The point A is the focus point of parabola ${ y }^{ 2 }=4x$ .

Therefore, the line $\overline { PA }$ is same as distance from point P to directrix of parabola ${ y }^{ 2 }=4x$ , which is $x=-1$ .

Let the foot of perpendicular from point P to line $x=-1$ be X. Therefore, the minimum possible distance of $\overline { PA } +\overline { PB }$ is same as $\overline { PX } +\overline { PB }$ .

Euclid postulate states that given any two point, the shortest distance between them is straight line.

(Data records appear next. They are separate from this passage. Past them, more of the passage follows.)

//! Pure state-transition logic over explicit collections.
//!
//! Nothing here touches storage or the wall clock; `today` is always a
//! parameter. Services layer persistence and logging on top.

pub mod crud;
pub mod migration;
pub mod progress;
pub mod stats;
//! Core logging bootstrap and safety policy.
//!
//! # Responsibility
//! - Initialize file-based rolling logs exactly once per process.
//! - Emit metadata-only `key=value` events; exam subjects and goal text are
//!   never written to logs.
//!
//! # Invariants
//! - Logging init is idempotent for the same level and directory.
//! - Logging initialization must not panic.
//! - Re-initialization with a different level or directory is rejected.

use crate::config::TrackerConfig;
use flexi_logger::{Cleanup, Criterion, FileSpec, Logger, LoggerHandle, Naming, WriteMode};
use log::{error, info};
use once_cell::sync::OnceCell;
use std::error::Error;
use std::fmt::{Display, Formatter};
use std::path::{Path, PathBuf};

const LOG_FILE_BASENAME: &str = "examtrack";
const MAX_LOG_FILE_SIZE_BYTES: u64 = 10 * 1024 * 1024;
const MAX_LOG_FILES: usize = 5;
const MAX_PANIC_PAYLOAD_CHARS: usize = 160;

static LOGGING_STATE: OnceCell<LoggingState> = OnceCell::new();
static PANIC_HOOK_INSTALLED: OnceCell<()> = OnceCell::new();

struct LoggingState {
    level: &'static str,
    log_dir: PathBuf,
    _logger: LoggerHandle,
}

#[derive(Debug, Clone, PartialEq, Eq)]
pub enum LoggingError {
    UnsupportedLevel(String),
    InvalidLogDir(String),
    CreateLogDir { dir: PathBuf, message: String },
    Backend(String),
    /// Logging is active with a different `setting` (`level` or `directory`).
    Conflict {
        setting: &'static str,
        active: String,
        requested: String,
    },
}

impl Display for LoggingError {
    fn fmt(&self, f: &mut Formatter<'_>) -> std::fmt::Result {
        match self {
            Self::UnsupportedLevel(level) => write!(
                f,
                "unsupported log level `{level}`; expected trace|debug|info|warn|error"
            ),
            Self::InvalidLogDir(message) => write!(f, "{message}"),
            Self::CreateLogDir { dir, message } => write!(
                f,
                "failed to create log directory `{}`: {message}",
                dir.display()
            ),
            Self::Backend(message) => write!(f, "failed to start logger: {message}"),
            Self::Conflict {
                setting,
                active,
                requested,
            } => write!(
                f,
                "logging already initialized with {setting} `{active}`; refusing to switch to `{requested}`"
            ),
        }
    }
}

impl Error for LoggingError {}

/// Initializes core logging with level and directory.
///
/// # Errors
/// - `level` is unsupported.
/// - `log_dir` is empty, relative, or cannot be created.
/// - The logger backend fails to start.
/// - Logging is already active with a different level or directory.
pub fn init_logging(level: &str, log_dir: &str) -> Result<(), LoggingError> {
    let normalized_level = normalize_level(level)?;
    let normalized_dir = normalize_log_dir(log_dir)?;

    let state = LOGGING_STATE.get_or_try_init(|| start_logger(normalized_level, &normalized_dir))?;
    ensure_same_config(state, normalized_level, &normalized_dir)
}

/// Initializes logging from `config` when it names a log directory.
///
/// Returns `Ok(false)` when file logging is not configured.
pub fn init_logging_from_config(config: &TrackerConfig) -> Result<bool, LoggingError> {
    let Some(dir) = config.log_dir.as_deref() else {
        return Ok(false);
    };
    let dir = dir
        .to_str()
        .ok_or_else(|| LoggingError::InvalidLogDir("log_dir must be valid UTF-8".to_string()))?;
    init_logging(config.log_level, dir)?;
    Ok(true)
}

/// Returns `(level, log_dir)` of the active logger, or `None` before init.
pub fn logging_status() -> Option<(&'static str, PathBuf)> {
    LOGGING_STATE
        .get()
        .map(|state| (state.level, state.log_dir.clone()))
}

/// `debug` for debug builds, `info` for release builds.
pub fn default_log_level() -> &'static str {
    if cfg!(debug_assertions) {
        "debug"
    } else {
        "info"
    }
}

pub(crate) fn normalize_level(level: &str) -> Result<&'static str, LoggingError> {
    match level.trim().to_ascii_lowercase().as_str() {
        "trace" => Ok("trace"),
        "debug" => Ok("debug"),
        "info" => Ok("info"),
        "warn" | "warning" => Ok("warn"),
        "error" => Ok("error"),
        other => Err(LoggingError::UnsupportedLevel(other.to_string())),
    }
}

fn normalize_log_dir(log_dir: &str) -> Result<PathBuf, LoggingError> {
    let trimmed = log_dir.trim();
    if trimmed.is_empty() {
        return Err(LoggingError::InvalidLogDir(
            "log_dir cannot be empty".to_string(),
        ));
    }
    let path = Path::new(trimmed);
    if !path.is_absolute() {
        return Err(LoggingError::InvalidLogDir(format!(
            "log_dir must be an absolute path, got `{trimmed}`"
        )));
    }
    Ok(path.to_path_buf())
}

fn start_logger(level: &'static str, dir: &Path) -> Result<LoggingState, LoggingError> {
    std::fs::create_dir_all(dir).map_err(|err| LoggingError::CreateLogDir {
        dir: dir.to_path_buf(),
        message: err.to_string(),
    })?;

    let logger = Logger::try_with_str(level)
        .map_err(|err| LoggingError::Backend(err.to_string()))?
        .log_to_file(FileSpec::default().directory(dir).basename(LOG_FILE_BASENAME))
        .rotate(
            Criterion::Size(MAX_LOG_FILE_SIZE_BYTES),
            Naming::Numbers,
            Cleanup::KeepLogFiles(MAX_LOG_FILES),
        )
        .write_mode(WriteMode::BufferAndFlush)
        .append()
        .format_for_files(flexi_logger::detailed_format)
        .start()
        .map_err(|err| LoggingError::Backend(err.to_string()))?;

    install_panic_hook_once();

    info!(
        "event=app_start module=core status=ok platform={} build_mode={} version={}",
        std::env::consts::OS,
        build_mode(),
        env!("CARGO_PKG_VERSION")
    );
    info!(
        "event=logging_init module=core status=ok level={} log_dir={}",
        level,
        dir.display()
    );

    Ok(LoggingState {
        level,
        log_dir: dir.to_path_buf(),
        _logger: logger,
    })
}

fn ensure_same_config(
    state: &LoggingState,
    level: &'static str,
    dir: &Path,
) -> Result<(), LoggingError> {
    if state.log_dir != dir {
        return Err(LoggingError::Conflict {
            setting: "directory",
            active: state.log_dir.display().to_string(),
            requested: dir.display().to_string(),
        });
    }
    if state.level != level {
        return Err(LoggingError::Conflict {
            setting: "level",
            active: state.level.to_string(),
            requested: level.to_string(),
        });
    }
    Ok(())
}

fn build_mode() -> &'static str {
    if cfg!(debug_assertions) {
        "debug"
    } else {
        "release"
    }
}

fn install_panic_hook_once() {
    if PANIC_HOOK_INSTALLED.get().is_some() {
        return;
    }

    let previous_hook = std::panic::take_hook();
    std::panic::set_hook(Box::new(move |panic_info| {
        let location = panic_info
            .location()
            .map(|loc| format!("{}:{}", loc.file(), loc.line()))
            .unwrap_or_else(|| "unknown".to_string());
        let payload = panic_payload_summary(panic_info);
        error!(
            "event=panic_captured module=core status=error location={} payload={}",
            location, payload
        );
        previous_hook(panic_info);
    }));

    let _ = PANIC_HOOK_INSTALLED.set(());
}

fn panic_payload_summary(info: &std::panic::PanicHookInfo<'_>) -> String {
    let payload = if let Some(message) = info.payload().downcast_ref::<&str>() {
        (*message).to_string()
    } else if let Some(message) = info.payload().downcast_ref::<String>() {
        message.clone()
    } else {
        "non-string panic payload".to_string()
    };

    sanitize_message(&payload, MAX_PANIC_PAYLOAD_CHARS)
}

/// Strips line breaks and caps length; panic payloads may echo user text.
fn sanitize_message(value: &str, max_chars: usize) -> String {
    let normalized = value.replace(['\n', '\r'], " ");
    let mut truncated = normalized.chars().take(max_chars).collect::<String>();
    if normalized.chars().count() > max_chars {
        truncated.push_str("...");
    }
    truncated
}

#[cfg(test)]
mod tests {
    use super::{
        init_logging, init_logging_from_config, logging_status, normalize_level,
        normalize_log_dir, sanitize_message, LoggingError,
    };
    use crate::config::TrackerConfig;

    #[test]
    fn normalize_level_accepts_known_values() {
        assert_eq!(normalize_level("INFO").unwrap(), "info");
        assert_eq!(normalize_level(" warning ").unwrap(), "warn");
        assert!(matches!(
            normalize_level("verbose"),
            Err(LoggingError::UnsupportedLevel(_))
        ));
    }

    #[test]
    fn normalize_log_dir_rejects_relative_path() {
        let error = normalize_log_dir("logs/dev").expect_err("relative paths must be rejected");
        assert!(error.to_string().contains("absolute"));
    }

    #[test]
    fn sanitize_message_removes_newlines_and_truncates() {
        let sanitized = sanitize_message("line1\nline2\rline3", 8);
        assert!(!sanitized.contains('\n'));
        assert!(!sanitized.contains('\r'));
        assert!(sanitized.ends_with("..."));
    }

    #[test]
    fn config_without_log_dir_skips_init() {
        let config = TrackerConfig::default();
        assert_eq!(init_logging_from_config(&config), Ok(false));
    }

    #[test]
    fn init_logging_is_idempotent_and_rejects_conflicts() {
        let first = tempfile::tempdir().unwrap();
        let second = tempfile::tempdir().unwrap();
        let first_dir = first.path().to_str().unwrap().to_string();
        let second_dir = second.path().to_str().unwrap().to_string();

        init_logging("info", &first_dir).expect("first init should succeed");
        init_logging("info", &first_dir).expect("same config should be idempotent");

        let level_error = init_logging("debug", &first_dir).unwrap_err();
        assert!(matches!(
            level_error,
            LoggingError::Conflict {
                setting: "level",
                ..
            }
        ));

        let dir_error = init_logging("info", &second_dir).unwrap_err();
        assert!(dir_error.to_string().contains("refusing to switch"));

        let (active_level, active_dir) = logging_status().expect("logging should be active");
        assert_eq!(active_level, "info");
        assert_eq!(active_dir, first.path());
    }
}
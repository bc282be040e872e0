#![allow(dead_code)]

use examtrack_core::{KeyValueStore, StoreError, StoreResult};
use std::cell::{Cell, RefCell};
use std::collections::HashMap;

/// In-memory store that records writes and can be told to fail them.
#[derive(Default)]
pub struct RecordingStore {
    entries: RefCell<HashMap<String, String>>,
    writes: RefCell<Vec<String>>,
    fail_writes: Cell<bool>,
}

impl RecordingStore {
    pub fn new() -> Self {
        Self::default()
    }

    pub fn with_entry(self, key: &str, value: &str) -> Self {
        self.entries
            .borrow_mut()
            .insert(key.to_string(), value.to_string());
        self
    }

    pub fn fail_writes(&self, fail: bool) {
        self.fail_writes.set(fail);
    }

    pub fn raw(&self, key: &str) -> Option<String> {
        self.entries.borrow().get(key).cloned()
    }

    pub fn writes(&self) -> Vec<String> {
        self.writes.borrow().clone()
    }

    pub fn clear_writes(&self) {
        self.writes.borrow_mut().clear();
    }
}

impl KeyValueStore for RecordingStore {
    fn get_raw(&self, key: &str) -> StoreResult<Option<String>> {
        Ok(self.raw(key))
    }

    fn put_raw(&self, key: &str, value: &str) -> StoreResult<()> {
        if self.fail_writes.get() {
            return Err(StoreError::Unavailable("quota exceeded".to_string()));
        }
        self.writes.borrow_mut().push(key.to_string());
        self.entries
            .borrow_mut()
            .insert(key.to_string(), value.to_string());
        Ok(())
    }
}

pub fn day(value: &str) -> chrono::NaiveDate {
    chrono::NaiveDate::parse_from_str(value, "%Y-%m-%d").unwrap()
}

Therefore, minimum possible value of $\overline { PX } +\overline { PB }$ would be the distance from foot of perpendicular from point B to line $x=1$ to point B.

$\boxed{\therefore \min { \overline { PA } +\overline { PB } } =5+1=6}$

Possible locations of point P are (1,2) or (4,4) calculate the value for PA+PB for these two points and the minimum one will be the answer.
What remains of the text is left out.